Although some of the potential benefits of the law are understood, the Western Growers Association is concerned with the lack of attention the law’s provisions pay to the agriculture industry model. 

“The law is written for people who work in offices from 8 to 5; it wasn’t written for agriculture with seasonal employees and so many undocumented workers,” said Western Growers Association President Tom Nassif, who noted that an estimated 75 percent of field workers are falsely documented.

“Our mission going forth will be to work with federal regulators to acknowledge the unique needs of ag employers and workers, including those improperly documented individuals for whom the ACA has no provisions,” Nassif in a public statement last week.

Noting that “our work has just begun again,” Nassif said “mini-med plans” administered through Western Growers Assurance Trust will be discontinued after 2014 under the law. Western Growers provides employee health benefit plans to its members through the trust, which is a multiple employer welfare arrangement. The “mini-med plans” continue to exist due to a waiver that remains effective until 2014, after which all health benefits must comply with the ACA’s reforms.

Without the ability to provide these plans, which have annual limits with less $250,000 in coverage, undocumented workers unable to purchase subsidized health insurance within the new exchange will resort to emergency room care. Nassif said taxpayers then cover the costs, and “without immigration reform, health care reform neglects this population.

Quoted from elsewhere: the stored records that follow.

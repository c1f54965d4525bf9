// ISBN-10 Checksum Checker
//
// Weights run 10 down to 2 over the first nine digits. The check value is the
// amount that brings the weighted sum to a multiple of 11, with `X` standing
// for 10.

use crate::domain::Validation;

/// Verify a candidate already classified as `Shape::Isbn10`.
pub fn check(candidate: &str) -> Validation {
    let bytes = candidate.as_bytes();
    let expected = expected_check_value(&bytes[..9]);
    let actual = check_value(bytes[9]);

    tracing::debug!(kind = "ISBN-10", expected, actual, "checksum computed");
    debug_assert_eq!(expected == actual, full_sum_verifies(candidate));

    Validation::from_checksum(expected == actual)
}

/// `S = sum(d_i * (10 - i))` over the nine leading digits.
pub(crate) fn weighted_sum(body: &[u8]) -> u32 {
    body.iter()
        .zip((2..=10).rev())
        .map(|(b, weight)| digit(*b) * weight)
        .sum()
}

/// `(11 - S mod 11) mod 11`, in `0..=10`.
pub(crate) fn expected_check_value(body: &[u8]) -> u32 {
    (11 - weighted_sum(body) % 11) % 11
}

/// Value of the trailing check character; `X` in either case is 10.
pub(crate) fn check_value(b: u8) -> u32 {
    if b.eq_ignore_ascii_case(&b'X') {
        10
    } else {
        digit(b)
    }
}

/// Full-sum formulation: weights 10..=1 over all ten characters, valid when the
/// sum is a multiple of 11. Agrees with [`check`] on every shaped input.
pub(crate) fn full_sum_verifies(candidate: &str) -> bool {
    let bytes = candidate.as_bytes();
    (weighted_sum(&bytes[..9]) + check_value(bytes[9])) % 11 == 0
}

fn digit(b: u8) -> u32 {
    u32::from(b - b'0')
}
// Shape Classifier

/// Classification of a normalized candidate.
#[derive(Debug, Clone, Copy, PartialEq, Eq)]
pub enum Shape {
    /// Nine ASCII digits followed by a digit or `X`/`x`
    Isbn10,
    /// Thirteen ASCII digits
    Isbn13,
    Unrecognized,
}

pub fn classify(candidate: &str) -> Shape {
    if is_isbn10_shaped(candidate) {
        Shape::Isbn10
    } else if is_isbn13_shaped(candidate) {
        Shape::Isbn13
    } else {
        Shape::Unrecognized
    }
}

fn is_isbn10_shaped(candidate: &str) -> bool {
    // Any non-ASCII char makes the byte length differ or fails the digit test.
    match candidate.as_bytes() {
        [body @ .., check] if body.len() == 9 => {
            body.iter().all(u8::is_ascii_digit)
                && (check.is_ascii_digit() || check.eq_ignore_ascii_case(&b'X'))
        }
        _ => false,
    }
}

fn is_isbn13_shaped(candidate: &str) -> bool {
    candidate.len() == 13 && candidate.bytes().all(|b| b.is_ascii_digit())
}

As of January 1, 2014, all U.S. citizens are required by law to either purchase qualified health insurance deemed so by the federal government or be covered under a government-sponsored program. If an individual chooses not to participate in either option, a “tax penalty” of $95.00 or 1% of income, whichever is greater, will be imposed. By 2016, however, the penalty stands to increase to $695.00 for an uninsured adult up to $2,085.00 per household, or 2.5% of income, whichever is more. Aside from the personal tax penalty, there could also be business penalties.

The GOP Congressional Health Care Caucus, which is examining the impact of the law on businesses, says that by 2014, the law will require all small businesses with 50 or more full-time employees or full-time equivalents (FTEs) to begin offering health care coverage.

If not, the employer is subject to penalties for either not providing any health insurance to their employees or not providing affordable enough coverage. The penalty for businesses that do not offer coverage, but have employees who have received a premium tax credit or cost sharing subsidy in an exchange, is $2,000.00 annually times the number of full time employees minus 30. That penalty increases each year by the growth in insurance premiums.

Also, employers that do not offer affordable coverage will pay a $3,000.00 annual penalty for each full time employee receiving a tax credit, or up to a maximum of $2,000.00 times the number of full time employees, minus 30, whichever is greater. The penalty for the underinsured employer is increased similarly to the employers who do not offer any coverage at all by annual growth in insurance premiums.